▶ TASK DESCRIPTION
Transcribe the listing below from its opening line up to and including the line that contains "fn main() ->"; reproduce nothing else.

▶ INPUT MATERIAL

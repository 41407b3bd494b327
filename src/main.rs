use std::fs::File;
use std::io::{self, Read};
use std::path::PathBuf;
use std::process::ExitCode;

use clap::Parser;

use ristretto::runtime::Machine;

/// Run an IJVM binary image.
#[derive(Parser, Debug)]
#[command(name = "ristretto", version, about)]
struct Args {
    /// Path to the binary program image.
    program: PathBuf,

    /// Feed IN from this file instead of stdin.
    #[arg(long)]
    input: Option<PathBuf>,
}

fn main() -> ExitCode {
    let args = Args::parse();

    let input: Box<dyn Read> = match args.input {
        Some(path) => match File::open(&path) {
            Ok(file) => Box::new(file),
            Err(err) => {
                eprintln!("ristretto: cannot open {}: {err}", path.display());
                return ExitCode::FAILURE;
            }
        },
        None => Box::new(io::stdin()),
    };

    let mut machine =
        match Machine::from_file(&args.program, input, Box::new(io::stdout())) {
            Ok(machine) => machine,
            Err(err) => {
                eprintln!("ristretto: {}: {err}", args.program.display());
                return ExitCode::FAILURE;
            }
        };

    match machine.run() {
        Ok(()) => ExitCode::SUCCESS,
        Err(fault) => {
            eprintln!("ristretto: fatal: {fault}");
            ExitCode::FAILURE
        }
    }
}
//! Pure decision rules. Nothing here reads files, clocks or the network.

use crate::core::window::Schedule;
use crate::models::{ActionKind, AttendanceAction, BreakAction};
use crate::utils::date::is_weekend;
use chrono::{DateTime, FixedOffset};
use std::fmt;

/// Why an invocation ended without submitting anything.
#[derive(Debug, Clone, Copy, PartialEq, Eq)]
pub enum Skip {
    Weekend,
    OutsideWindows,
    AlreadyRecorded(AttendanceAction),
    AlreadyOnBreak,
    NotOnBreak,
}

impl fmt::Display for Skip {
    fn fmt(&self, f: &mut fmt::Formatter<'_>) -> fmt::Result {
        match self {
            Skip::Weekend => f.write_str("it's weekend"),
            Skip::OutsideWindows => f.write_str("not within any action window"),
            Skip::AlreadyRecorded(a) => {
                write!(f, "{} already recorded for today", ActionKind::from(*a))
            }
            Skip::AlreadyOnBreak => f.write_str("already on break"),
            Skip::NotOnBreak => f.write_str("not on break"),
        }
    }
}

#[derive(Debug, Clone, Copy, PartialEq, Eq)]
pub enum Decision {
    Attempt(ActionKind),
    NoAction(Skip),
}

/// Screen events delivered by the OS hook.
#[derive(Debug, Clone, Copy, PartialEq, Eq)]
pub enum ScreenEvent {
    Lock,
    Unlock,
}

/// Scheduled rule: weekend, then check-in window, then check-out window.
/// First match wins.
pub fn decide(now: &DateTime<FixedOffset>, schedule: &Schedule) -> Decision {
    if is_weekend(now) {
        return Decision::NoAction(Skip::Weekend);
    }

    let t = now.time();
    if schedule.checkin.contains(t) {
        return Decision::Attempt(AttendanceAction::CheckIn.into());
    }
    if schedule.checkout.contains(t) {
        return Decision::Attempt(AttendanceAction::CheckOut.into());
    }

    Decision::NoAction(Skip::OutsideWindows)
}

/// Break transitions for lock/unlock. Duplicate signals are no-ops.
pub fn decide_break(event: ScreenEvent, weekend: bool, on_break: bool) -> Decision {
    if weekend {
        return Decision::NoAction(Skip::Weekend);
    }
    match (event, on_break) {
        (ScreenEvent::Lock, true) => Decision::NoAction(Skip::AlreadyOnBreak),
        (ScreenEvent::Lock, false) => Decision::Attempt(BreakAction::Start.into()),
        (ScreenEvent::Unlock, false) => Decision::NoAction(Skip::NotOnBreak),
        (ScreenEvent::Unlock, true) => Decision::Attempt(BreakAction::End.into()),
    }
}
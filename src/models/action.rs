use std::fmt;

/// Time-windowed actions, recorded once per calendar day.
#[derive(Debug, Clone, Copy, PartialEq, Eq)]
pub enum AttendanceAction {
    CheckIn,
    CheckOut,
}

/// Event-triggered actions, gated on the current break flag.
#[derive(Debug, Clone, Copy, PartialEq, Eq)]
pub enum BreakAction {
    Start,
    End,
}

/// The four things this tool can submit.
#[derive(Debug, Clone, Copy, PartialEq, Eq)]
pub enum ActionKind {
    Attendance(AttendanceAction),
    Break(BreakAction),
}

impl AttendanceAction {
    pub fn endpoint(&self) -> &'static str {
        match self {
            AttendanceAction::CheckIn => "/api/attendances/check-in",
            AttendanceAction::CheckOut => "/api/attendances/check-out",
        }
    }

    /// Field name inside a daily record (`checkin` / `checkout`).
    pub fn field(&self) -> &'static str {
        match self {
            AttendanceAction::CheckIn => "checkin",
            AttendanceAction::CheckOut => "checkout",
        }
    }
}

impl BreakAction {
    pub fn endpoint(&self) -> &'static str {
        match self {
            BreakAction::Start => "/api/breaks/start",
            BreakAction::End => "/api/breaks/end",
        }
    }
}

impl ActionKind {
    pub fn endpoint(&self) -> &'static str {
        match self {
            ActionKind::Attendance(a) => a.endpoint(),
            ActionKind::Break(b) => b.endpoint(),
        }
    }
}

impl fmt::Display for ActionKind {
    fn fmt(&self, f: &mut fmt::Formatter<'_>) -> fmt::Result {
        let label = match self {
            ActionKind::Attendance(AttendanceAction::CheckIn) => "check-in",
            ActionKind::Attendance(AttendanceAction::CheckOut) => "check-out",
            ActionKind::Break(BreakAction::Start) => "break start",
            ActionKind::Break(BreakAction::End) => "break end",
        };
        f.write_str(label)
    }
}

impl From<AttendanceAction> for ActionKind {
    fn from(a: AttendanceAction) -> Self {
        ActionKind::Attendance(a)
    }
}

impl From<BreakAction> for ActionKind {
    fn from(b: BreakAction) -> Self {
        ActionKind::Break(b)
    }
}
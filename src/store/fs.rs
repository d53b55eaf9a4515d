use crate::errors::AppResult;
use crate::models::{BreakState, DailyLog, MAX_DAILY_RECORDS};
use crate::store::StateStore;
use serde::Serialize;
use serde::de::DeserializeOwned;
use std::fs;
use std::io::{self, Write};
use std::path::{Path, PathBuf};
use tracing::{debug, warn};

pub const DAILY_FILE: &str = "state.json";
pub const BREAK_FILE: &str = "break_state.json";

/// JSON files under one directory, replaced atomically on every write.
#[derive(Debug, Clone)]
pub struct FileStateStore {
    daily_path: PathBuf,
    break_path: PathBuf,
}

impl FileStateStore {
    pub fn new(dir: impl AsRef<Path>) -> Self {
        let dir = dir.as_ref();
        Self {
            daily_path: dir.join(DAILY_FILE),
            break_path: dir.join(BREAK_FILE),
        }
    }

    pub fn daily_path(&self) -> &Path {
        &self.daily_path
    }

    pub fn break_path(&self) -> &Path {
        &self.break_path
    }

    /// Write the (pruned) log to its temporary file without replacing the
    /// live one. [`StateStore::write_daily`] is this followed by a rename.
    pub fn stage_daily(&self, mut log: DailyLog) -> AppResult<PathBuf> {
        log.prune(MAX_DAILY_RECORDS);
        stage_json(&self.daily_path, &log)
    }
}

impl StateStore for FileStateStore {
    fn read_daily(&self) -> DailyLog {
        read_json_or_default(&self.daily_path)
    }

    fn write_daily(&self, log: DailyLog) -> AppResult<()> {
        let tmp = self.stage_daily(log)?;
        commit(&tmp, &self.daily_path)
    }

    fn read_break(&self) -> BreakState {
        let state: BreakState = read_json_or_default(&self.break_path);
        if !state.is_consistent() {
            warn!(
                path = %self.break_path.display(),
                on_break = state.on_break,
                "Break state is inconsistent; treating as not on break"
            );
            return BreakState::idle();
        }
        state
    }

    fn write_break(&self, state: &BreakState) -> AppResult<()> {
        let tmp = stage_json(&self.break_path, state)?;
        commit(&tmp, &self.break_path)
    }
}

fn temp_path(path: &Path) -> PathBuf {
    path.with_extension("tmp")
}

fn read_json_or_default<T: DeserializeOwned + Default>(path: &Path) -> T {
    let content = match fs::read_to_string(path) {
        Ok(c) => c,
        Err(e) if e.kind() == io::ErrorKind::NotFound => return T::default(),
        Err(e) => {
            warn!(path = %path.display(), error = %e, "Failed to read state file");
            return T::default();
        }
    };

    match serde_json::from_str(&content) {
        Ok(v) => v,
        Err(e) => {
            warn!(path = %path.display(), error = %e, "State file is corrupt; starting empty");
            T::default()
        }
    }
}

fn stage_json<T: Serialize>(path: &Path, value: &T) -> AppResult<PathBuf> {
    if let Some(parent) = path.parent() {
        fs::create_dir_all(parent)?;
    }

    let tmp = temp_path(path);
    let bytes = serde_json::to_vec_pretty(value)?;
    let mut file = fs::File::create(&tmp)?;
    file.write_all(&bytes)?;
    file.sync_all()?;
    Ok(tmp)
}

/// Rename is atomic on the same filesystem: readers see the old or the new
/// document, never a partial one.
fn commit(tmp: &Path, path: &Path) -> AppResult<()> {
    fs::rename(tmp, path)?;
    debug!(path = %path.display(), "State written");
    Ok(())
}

▶ RESPONSE BELOW
repository 41407b3bd494b327
filename src/main.rs
use std::fs::File;
use std::io::{self, Read};
use std::path::PathBuf;
use std::process::ExitCode;

use clap::Parser;

use ristretto::runtime::Machine;

/// Run an IJVM binary image.
#[derive(Parser, Debug)]
#[command(name = "ristretto", version, about)]
struct Args {
    /// Path to the binary program image.
    program: PathBuf,

    /// Feed IN from this file instead of stdin.
    #[arg(long)]
    input: Option<PathBuf>,
}

fn main() -> ExitCode {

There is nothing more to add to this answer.